Bullard’s concludes his article thus: "To avoid [the Japanese] outcome for the US, policymakers can react differently to negative shocks going forward. Under current policy in the US, the reaction to a negative shock is perceived to be a promise to stay low for longer, which may be counterproductive because it may

 

encourage a permanent, low nominal interest rate outcome. A better policy response to a negative shock is to expand the quantitative easing program through the purchase of Treasury securities."

The New York Times (Sewell Chan) had a reasonable spin on Bullard’s piece: "A subtle but significant shift appears to be occurring within the Federal Reserve over the course of monetary policy amid increasing signs that the economic recovery is weakening. ... James Bullard, the president of the Federal Reserve Bank of St Louis, warned that the Fed’s current policies were putting the American economy at risk of becoming 'enmeshed in a Japanese-style deflationary outcome within the next several years'. The warning by Mr Bullard ... comes days after Ben S Bernanke, the Fed chairman, said the central bank was prepared to do more to stimulate the economy if needed ... "

Reading Bullard’s paper - and listening carefully to his comments - recalls Bernanke’s historic speeches back in late-2002: "Asset-Price 'Bubbles' and Monetary Policy"; "On Milton Friedman's Ninetieth Birthday"; and "Deflation: Making Sure 'It' Doesn't Happen Here." Bernanke fashioned the backdrop - erudite academic justification for aggressive "activist" monetary management - and today the Federal Reserve appears poised to embark only farther into perilous uncharted waters. Last month, I presumed that Trichet's stark warning against further stimulus was in response to market clamoring for additional quantitative easing from the Fed. It would now appear his comments may have been directed squarely at our central bank.

"The Peril" in Bullard's title is in reference to a 2001 academic article "The Perils of Taylor Rules". In simple terms, many accept the thesis that there is potential "peril" confronting a monetary management regime at the point when policymakers have lowered rates to near zero - yet the inflation rate remains stuck in negative territory ("deflation").
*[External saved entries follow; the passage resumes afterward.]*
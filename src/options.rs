//! §6 options record, grounded on the teacher's `ParserOptions`
//! (`parser.rs`) and its `Option<Browsers>` targets threading — here
//! the "targets" concept is generalized to the feature-bitset the spec
//! calls `UnsupportedCSSFeatures`: read and carried through, never
//! enforced by the core itself.

use bitflags::bitflags;

bitflags! {
    /// Feature bits consumed by a downstream printer; the parser core
    /// only stores this, per §6 ("read but not enforced here").
    #[derive(Debug, Clone, Copy, PartialEq, Eq, Default)]
    pub struct UnsupportedFeatures: u32 {
        const NESTING       = 0b0001;
        const CUSTOM_MEDIA  = 0b0010;
        const LOGICAL_PROPS = 0b0100;
    }
}

#[derive(Debug, Clone)]
pub struct ParserOptions {
    pub unsupported_features: UnsupportedFeatures,
    /// §6 `MangleSyntax`: enables number/dimension/keyframe-keyword
    /// rewriting and empty/duplicate rule elimination.
    pub mangle_syntax: bool,
    /// §6 `RemoveWhitespace`: minifying whitespace policy used by the
    /// token-tree converter.
    pub remove_whitespace: bool,
    /// Enables the CSS-Nesting `&` entry point inside declaration
    /// lists (§4.3).
    pub nesting: bool,
}

impl Default for ParserOptions {
    fn default() -> Self {
        ParserOptions {
            unsupported_features: UnsupportedFeatures::empty(),
            mangle_syntax: false,
            remove_whitespace: false,
            nesting: true,
        }
    }
}

impl ParserOptions {
    pub fn minifying() -> Self {
        ParserOptions { mangle_syntax: true, remove_whitespace: true, ..Default::default() }
    }
}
Japan is used as a contemporary example of how policymakers failed to act convincingly to ensure operators throughout the markets and real economy understood that deflationary pressures would not be tolerated.
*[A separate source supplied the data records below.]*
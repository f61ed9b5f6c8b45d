//! The lexical token array and the bridge that produces it.
//!
//! Tokenization itself is out of scope for this crate (§1): `cssparser`
//! owns the actual lexical grammar. [`tokenize`] drives a
//! `cssparser::Parser` to completion and projects each token into
//! [`LexToken`], the flat array every production in this crate is
//! written against. This is the "narrow contract" the core requires of
//! its tokenizer collaborator — a finite, indexable array with a
//! trailing EOF, not a re-implementation of CSS tokenization.

use cssparser::{Parser, ParserInput, Token as CssToken};

use crate::error::SourcePos;

#[derive(Debug, Clone, Copy, PartialEq, Eq, Hash)]
pub enum LexKind {
    Ident,
    AtKeyword,
    String,
    Url,
    BadString,
    BadUrl,
    Hash,
    Delim,
    Number,
    Percentage,
    Dimension,
    Function,
    Whitespace,
    Comma,
    Colon,
    Semicolon,
    ParenOpen,
    ParenClose,
    BraceOpen,
    BraceClose,
    BracketOpen,
    BracketClose,
    Cdo,
    Cdc,
    Eof,
}

impl LexKind {
    pub fn describe(&self) -> &'static str {
        match self {
            LexKind::Ident => "an identifier",
            LexKind::AtKeyword => "an at-keyword",
            LexKind::String => "a string",
            LexKind::Url => "a URL",
            LexKind::BadString => "a bad string",
            LexKind::BadUrl => "a bad URL",
            LexKind::Hash => "a hash token",
            LexKind::Delim => "a delimiter",
            LexKind::Number => "a number",
            LexKind::Percentage => "a percentage",
            LexKind::Dimension => "a dimension",
            LexKind::Function => "a function",
            LexKind::Whitespace => "whitespace",
            LexKind::Comma => "\",\"",
            LexKind::Colon => "\":\"",
            LexKind::Semicolon => "\";\"",
            LexKind::ParenOpen => "\"(\"",
            LexKind::ParenClose => "\")\"",
            LexKind::BraceOpen => "\"{\"",
            LexKind::BraceClose => "\"}\"",
            LexKind::BracketOpen => "\"[\"",
            LexKind::BracketClose => "\"]\"",
            LexKind::Cdo => "\"<!--\"",
            LexKind::Cdc => "\"-->\"",
            LexKind::Eof => "end of file",
        }
    }

    pub fn closer_for_opener(&self) -> Option<LexKind> {
        match self {
            LexKind::ParenOpen | LexKind::Function => Some(LexKind::ParenClose),
            LexKind::BraceOpen => Some(LexKind::BraceClose),
            LexKind::BracketOpen => Some(LexKind::BracketClose),
            _ => None,
        }
    }
}

/// A single lexical token. `text` is the decoded-text projection
/// (escapes resolved) for the kinds that carry one; `unit_offset` is
/// set for `Dimension` and `Percentage` and records where the unit
/// substring (`px`, `%`, ...) starts within `text` — the numeric
/// literal itself is always the raw source slice, never reconstructed
/// from a parsed value, so exponents and leading zeros survive.
#[derive(Debug, Clone, PartialEq)]
pub struct LexToken {
    pub kind: LexKind,
    pub range: (usize, usize),
    pub text: String,
    pub unit_offset: Option<u32>,
}

impl LexToken {
    pub fn start(&self) -> SourcePos {
        SourcePos(self.range.0)
    }

    pub fn is_delim(&self, ch: char) -> bool {
        self.kind == LexKind::Delim && self.text.chars().next() == Some(ch)
    }

    pub fn number_part(&self) -> &str {
        match self.unit_offset {
            Some(off) => &self.text[..off as usize],
            None => &self.text,
        }
    }

    pub fn unit_part(&self) -> &str {
        match self.unit_offset {
            Some(off) => &self.text[off as usize..],
            None => "",
        }
    }
}

/// Runs `cssparser`'s tokenizer to completion and returns the flat
/// array the rest of this crate operates on, with a synthesized EOF
/// token appended per §6's tokenizer contract.
///
/// Ranges are recovered with `Parser::slice_from`, the same mechanism
/// the teacher uses to capture raw source text for verbatim
/// reproduction (e.g. custom-property values) — byte offsets fall out
/// of slice lengths rather than any direct position API, which keeps
/// this bridge honest about only depending on `cssparser`'s stable,
/// widely-used surface.
pub fn tokenize(source: &str) -> Vec<LexToken> {
    let mut input = ParserInput::new(source);
    let mut parser = Parser::new(&mut input);
    let mut out = Vec::new();
    let mut byte_pos = 0usize;

    loop {
        let start_pos = parser.position();
        match parser.next_including_whitespace() {
            Ok(token) => {
                let token = token.clone();
                let raw = parser.slice_from(start_pos);
                let start = byte_pos;
                let end = start + raw.len();
                byte_pos = end;
                if let Some(lex) = project(&token, (start, end), raw) {
                    out.push(lex);
                }
            }
            Err(_) => break,
        }
    }

    out.push(LexToken {
        kind: LexKind::Eof,
        range: (byte_pos, byte_pos),
        text: String::new(),
        unit_offset: None,
    });

    out
}

/// Projects one `cssparser` token into a [`LexToken`], using `raw` (the
/// exact source slice the tokenizer consumed) as the text for numeric
/// kinds rather than reconstructing it from `cssparser`'s parsed
/// `value`/`int_value` fields — those are `f32`s with no memory of the
/// original digit string, so rebuilding text from them would silently
/// normalize `1e3` to `1000` and drop leading zeros from `010px` even
/// when minification is off. `mangle_number`/`mangle_dimension` are the
/// only things allowed to touch this text, and only when asked to.
fn project(token: &CssToken<'_>, range: (usize, usize), raw: &str) -> Option<LexToken> {
    let (kind, text, unit_offset) = match token {
        CssToken::Ident(s) => (LexKind::Ident, s.as_ref().to_owned(), None),
        CssToken::AtKeyword(s) => (LexKind::AtKeyword, s.as_ref().to_owned(), None),
        CssToken::QuotedString(s) => (LexKind::String, s.as_ref().to_owned(), None),
        CssToken::UnquotedUrl(s) => (LexKind::Url, s.as_ref().to_owned(), None),
        CssToken::BadString(s) => (LexKind::BadString, s.as_ref().to_owned(), None),
        CssToken::BadUrl(s) => (LexKind::BadUrl, s.as_ref().to_owned(), None),
        CssToken::Hash(s) | CssToken::IDHash(s) => (LexKind::Hash, s.as_ref().to_owned(), None),
        CssToken::Delim(c) => (LexKind::Delim, c.to_string(), None),
        CssToken::Number { .. } => (LexKind::Number, raw.to_owned(), None),
        CssToken::Percentage { .. } => {
            let offset = numeric_prefix_len(raw) as u32;
            (LexKind::Percentage, raw.to_owned(), Some(offset))
        }
        CssToken::Dimension { .. } => {
            let offset = numeric_prefix_len(raw) as u32;
            (LexKind::Dimension, raw.to_owned(), Some(offset))
        }
        CssToken::WhiteSpace(s) => (LexKind::Whitespace, s.to_string(), None),
        CssToken::Colon => (LexKind::Colon, ":".to_owned(), None),
        CssToken::Semicolon => (LexKind::Semicolon, ";".to_owned(), None),
        CssToken::Comma => (LexKind::Comma, ",".to_owned(), None),
        CssToken::Function(s) => (LexKind::Function, s.as_ref().to_owned(), None),
        CssToken::ParenthesisBlock => (LexKind::ParenOpen, "(".to_owned(), None),
        CssToken::SquareBracketBlock => (LexKind::BracketOpen, "[".to_owned(), None),
        CssToken::CurlyBracketBlock => (LexKind::BraceOpen, "{".to_owned(), None),
        CssToken::CloseParenthesis => (LexKind::ParenClose, ")".to_owned(), None),
        CssToken::CloseSquareBracket => (LexKind::BracketClose, "]".to_owned(), None),
        CssToken::CloseCurlyBracket => (LexKind::BraceClose, "}".to_owned(), None),
        CssToken::CDO => (LexKind::Cdo, "<!--".to_owned(), None),
        CssToken::CDC => (LexKind::Cdc, "-->".to_owned(), None),
        // Attribute-selector match operators are irrelevant to this
        // core (they only appear inside selector preludes, which are
        // handed to the external selector grammar verbatim).
        CssToken::IncludeMatch => (LexKind::Delim, "~=".to_owned(), None),
        CssToken::DashMatch => (LexKind::Delim, "|=".to_owned(), None),
        CssToken::PrefixMatch => (LexKind::Delim, "^=".to_owned(), None),
        CssToken::SuffixMatch => (LexKind::Delim, "$=".to_owned(), None),
        CssToken::SubstringMatch => (LexKind::Delim, "*=".to_owned(), None),
        // `next_including_whitespace` never yields `Comment` (that
        // requires `next_including_whitespace_and_comments`), but the
        // match must still be exhaustive over `Token`'s variants.
        CssToken::Comment(_) => return None,
    };

    Some(LexToken { kind, range, text, unit_offset })
}

/// Scans a raw `Percentage`/`Dimension` slice for the end of the
/// numeric literal (optional sign, digits, optional fraction, optional
/// exponent) so the unit suffix (`%`, `px`, ...) can be split off
/// without ever parsing the number itself. An `e`/`E` is only consumed
/// as an exponent marker when followed by a valid digit sequence, so
/// `1em` keeps its unit intact instead of mistaking the `e` for one.
fn numeric_prefix_len(raw: &str) -> usize {
    let bytes = raw.as_bytes();
    let mut i = 0;
    if i < bytes.len() && (bytes[i] == b'+' || bytes[i] == b'-') {
        i += 1;
    }
    while i < bytes.len() && bytes[i].is_ascii_digit() {
        i += 1;
    }
    if i < bytes.len() && bytes[i] == b'.' {
        i += 1;
        while i < bytes.len() && bytes[i].is_ascii_digit() {
            i += 1;
        }
    }
    if i < bytes.len() && (bytes[i] == b'e' || bytes[i] == b'E') {
        let mut j = i + 1;
        if j < bytes.len() && (bytes[j] == b'+' || bytes[j] == b'-') {
            j += 1;
        }
        if j < bytes.len() && bytes[j].is_ascii_digit() {
            j += 1;
            while j < bytes.len() && bytes[j].is_ascii_digit() {
                j += 1;
            }
            i = j;
        }
    }
    i
}

#[cfg(test)]
mod tests {
    use super::*;

    fn lex(source: &str) -> Vec<LexToken> {
        let tokens = tokenize(source);
        tokens.into_iter().filter(|t| t.kind != LexKind::Whitespace && t.kind != LexKind::Eof).collect()
    }

    #[test]
    fn number_text_keeps_the_exponent() {
        let tokens = lex("1e3");
        assert_eq!(tokens[0].kind, LexKind::Number);
        assert_eq!(tokens[0].text, "1e3");
    }

    #[test]
    fn dimension_text_keeps_leading_zeros() {
        let tokens = lex("010px");
        assert_eq!(tokens[0].kind, LexKind::Dimension);
        assert_eq!(tokens[0].text, "010px");
        assert_eq!(tokens[0].number_part(), "010");
        assert_eq!(tokens[0].unit_part(), "px");
    }

    #[test]
    fn dimension_with_exponent_splits_before_the_unit() {
        let tokens = lex("1e3px");
        assert_eq!(tokens[0].number_part(), "1e3");
        assert_eq!(tokens[0].unit_part(), "px");
    }

    #[test]
    fn dimension_unit_starting_with_e_is_not_mistaken_for_an_exponent() {
        let tokens = lex("1em");
        assert_eq!(tokens[0].number_part(), "1");
        assert_eq!(tokens[0].unit_part(), "em");
    }

    #[test]
    fn percentage_text_includes_the_percent_sign() {
        let tokens = lex("50%");
        assert_eq!(tokens[0].kind, LexKind::Percentage);
        assert_eq!(tokens[0].text, "50%");
        assert_eq!(tokens[0].number_part(), "50");
        assert_eq!(tokens[0].unit_part(), "%");
    }
}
From Bullard: "The policymaker is completely committed to interest rate adjustment as the main tool of monetary policy, even long after it ceases to make sense (long after policy becomes passive), creating a second steady state for the economy. Many of the responses to this situation described below attempt to remedy this situation by recommending a switch to some other policy in cases when inflation is far below target. The regime switch required has to be sharp and credible. Policymakers have to commit to the new policy and the private sector has to believe the policymaker."

Ten-year Treasury yields dropped to 2.92% on Friday. Benchmark mortgage-backed securities (MBS} yields sank 15 basis points (bps) in two sessions to 3.49%. The markets are taking Bullard's talk of a "sharp and credible" regime switch - quantitative easing two - seriously. The dollar dropped another 1.1% last week and the CRB Commodities index jumped 2.9 %. The market backdrop is increasingly reminiscent of the summer of 2007. The initial '07 eruption in subprime incited market weakness and volatility, an aggressive Federal Reserve response, a weak dollar and quite a run for commodities markets.

Back in 2002, I thought (and wrote as much) Bernanke's monetary views were radical and dangerous. He burst onto the scene as the right guy at the right time to lead an epic battle against the scourge of deflation. I view the period 2001 through 2006 as a historic period of faulty analysis and failed monetary management. In short, zealous policy measures were implemented from a flawed analytical framework. While fighting so-called deflation risk, our central bank accommodated a perilous bubble throughout mortgage and Wall Street finance. The Fed's "activist" approach was an unmitigated disaster. Bullard's paper addresses this period from an opposing perspective: "2003-2004 ... This period was the last time the FOMC [the rate-setting Federal Open Market Committee] worried about a possible bout of deflation."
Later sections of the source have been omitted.